◆ **TASK DETAILS**
Please write out the final portion of the records below exactly: the line containing "self.detector.statistics()", every line after it, and nothing else.

----------

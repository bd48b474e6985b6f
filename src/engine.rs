//! 检测引擎内核
//!
//! 聚合注册表、活动追踪、冲突检测与协作分析。所有可变状态都经由
//! 这一个结构体变动，编排器用单把锁持有它（单写者纪律），
//! 同一路径的事件天然按到达顺序处理。

use std::path::Path;
use std::sync::Arc;
use std::time::Instant;

use crate::activity::FileActivityTracker;
use crate::analyzer::CollaborationAnalyzer;
use crate::config::MonitorConfig;
use crate::detector::ConflictDetector;
use crate::error::Result;
use crate::patterns::PatternStore;
use crate::session::SessionRegistry;
use crate::types::{
    now_ms, ActivityKind, ConflictAnalysis, DetectorStatistics, SessionSnapshot, SessionToken,
    WorkspaceStatus,
};
use std::collections::HashMap;

/// 检测引擎
pub struct Engine {
    registry: SessionRegistry,
    tracker: FileActivityTracker,
    detector: ConflictDetector,
    analyzer: CollaborationAnalyzer,
    learning_enabled: bool,
}

impl Engine {
    pub fn new(config: &MonitorConfig, patterns: Arc<PatternStore>) -> Self {
        let cd = &config.conflict_detection;
        Self {
            registry: SessionRegistry::new(),
            tracker: FileActivityTracker::new(cd.inactivity_window_secs),
            detector: ConflictDetector::new(cd.threshold, cd.learning_enabled, patterns.clone()),
            analyzer: CollaborationAnalyzer::new(
                patterns,
                config.collaboration.max_suggestions,
                config.collaboration.min_confidence,
            ),
            learning_enabled: cd.learning_enabled,
        }
    }

    pub fn register_session(
        &mut self,
        developer_id: impl Into<String>,
        metadata: HashMap<String, String>,
    ) -> SessionToken {
        self.registry.register(developer_id, metadata)
    }

    pub fn unregister_session(&mut self, token: &str) -> Result<()> {
        self.registry.unregister(token)?;
        self.tracker.release_session(token);
        Ok(())
    }

    /// 处理一次文件活动：更新并发状态 → 评分 → 生成建议
    pub fn process_activity(
        &mut self,
        token: &str,
        path: &Path,
        kind: ActivityKind,
    ) -> Result<ConflictAnalysis> {
        let started = Instant::now();
        let now = now_ms();

        // token 必须解析到活跃会话，失败不影响其他会话
        self.registry.resolve(token)?;

        self.tracker.record_activity(token, path, kind, now);
        self.registry
            .touch_file(token, path, kind != ActivityKind::Close)?;

        let others = self.tracker.concurrent_sessions_for(path, Some(token), now);
        let probability = self
            .detector
            .score(path, &others, self.tracker.window_ms(), now);
        let has_conflict = self.detector.is_conflict(probability);

        let concurrent_developers: Vec<SessionSnapshot> = others
            .iter()
            .filter_map(|e| {
                self.registry.resolve(&e.token).ok().map(|s| SessionSnapshot {
                    developer_id: s.developer_id.clone(),
                    token: e.token.clone(),
                    last_activity: e.last_activity,
                    kind: e.kind,
                })
            })
            .collect();

        let suggestions = if has_conflict {
            self.analyzer
                .suggest_for(path, &concurrent_developers, probability)
        } else {
            Vec::new()
        };

        // 争用路径上还没有任何会话 save 过 ⇒ 仍可避免
        let preventable = has_conflict && !self.tracker.has_saved(path, now);

        let detection_time_ms = started.elapsed().as_secs_f64() * 1000.0;
        self.detector
            .record_analysis(path, has_conflict, detection_time_ms, now);

        if has_conflict {
            tracing::warn!(
                "⚠️ Conflict detected: path={:?}, probability={:.2}, developers={}",
                path,
                probability,
                concurrent_developers.len() + 1
            );
        }

        Ok(ConflictAnalysis {
            path: path.to_string_lossy().to_string(),
            probability,
            has_conflict,
            concurrent_developers,
            suggestions,
            preventable,
            detection_time_ms,
            timestamp: now,
        })
    }

    /// 外部文件变化触发的复查（不归属任何会话，不改会话状态）
    ///
    /// 路径上有两个以上活跃条目时重新评分，告警才返回分析结果。
    pub fn rescore_path(&mut self, path: &Path) -> Option<ConflictAnalysis> {
        let started = Instant::now();
        let now = now_ms();

        let entries = self.tracker.concurrent_sessions_for(path, None, now);
        if entries.len() < 2 {
            return None;
        }

        let probability = self
            .detector
            .score(path, &entries, self.tracker.window_ms(), now);
        let has_conflict = self.detector.is_conflict(probability);
        if !has_conflict {
            return None;
        }

        let concurrent_developers: Vec<SessionSnapshot> = entries
            .iter()
            .filter_map(|e| {
                self.registry.resolve(&e.token).ok().map(|s| SessionSnapshot {
                    developer_id: s.developer_id.clone(),
                    token: e.token.clone(),
                    last_activity: e.last_activity,
                    kind: e.kind,
                })
            })
            .collect();
        let suggestions = self
            .analyzer
            .suggest_for(path, &concurrent_developers, probability);
        let preventable = !self.tracker.has_saved(path, now);

        let detection_time_ms = started.elapsed().as_secs_f64() * 1000.0;
        self.detector
            .record_analysis(path, true, detection_time_ms, now);

        Some(ConflictAnalysis {
            path: path.to_string_lossy().to_string(),
            probability,
            has_conflict: true,
            concurrent_developers,
            suggestions,
            preventable,
            detection_time_ms,
            timestamp: now,
        })
    }

    /// 结果反馈（精度统计与模式权重唯一的变动入口）
    pub fn record_outcome(
        &mut self,
        path: &Path,
        developer_ids: &[String],
        shape: &str,
        success: bool,
        details: Option<&str>,
    ) {
        if self.learning_enabled {
            if success {
                self.analyzer
                    .learn_from_success(path, developer_ids, shape, details);
            } else {
                self.analyzer
                    .learn_from_failure(path, developer_ids, shape, details);
            }
        }
        self.detector.confirm_feedback(path, success, now_ms());
    }

    pub fn status(&self) -> WorkspaceStatus {
        let (conflicts_detected, conflicts_prevented, average_detection_ms, total_analyses) =
            self.detector.metrics();
        WorkspaceStatus {
            active_sessions: self.registry.len(),
            monitored_files: self.tracker.live_path_count(now_ms()),
            conflicts_detected,
            conflicts_prevented,
            average_detection_ms,
            total_analyses,
        }
    }

    pub fn statistics(&self) -> DetectorStatistics {
        self.detector.statistics()
    }

    /// 停止时清空会话与并发状态（学习模式表由编排器另行落盘）
    pub fn reset_runtime_state(&mut self) {
        self.registry.clear();
        self.tracker.clear();
    }
}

----------

◆ **RESULT OF THIS EXERCISE**
        self.detector.statistics()
    }

    /// 停止时清空会话与并发状态（学习模式表由编排器另行落盘）
    pub fn reset_runtime_state(&mut self) {
        self.registry.clear();
        self.tracker.clear();
    }
}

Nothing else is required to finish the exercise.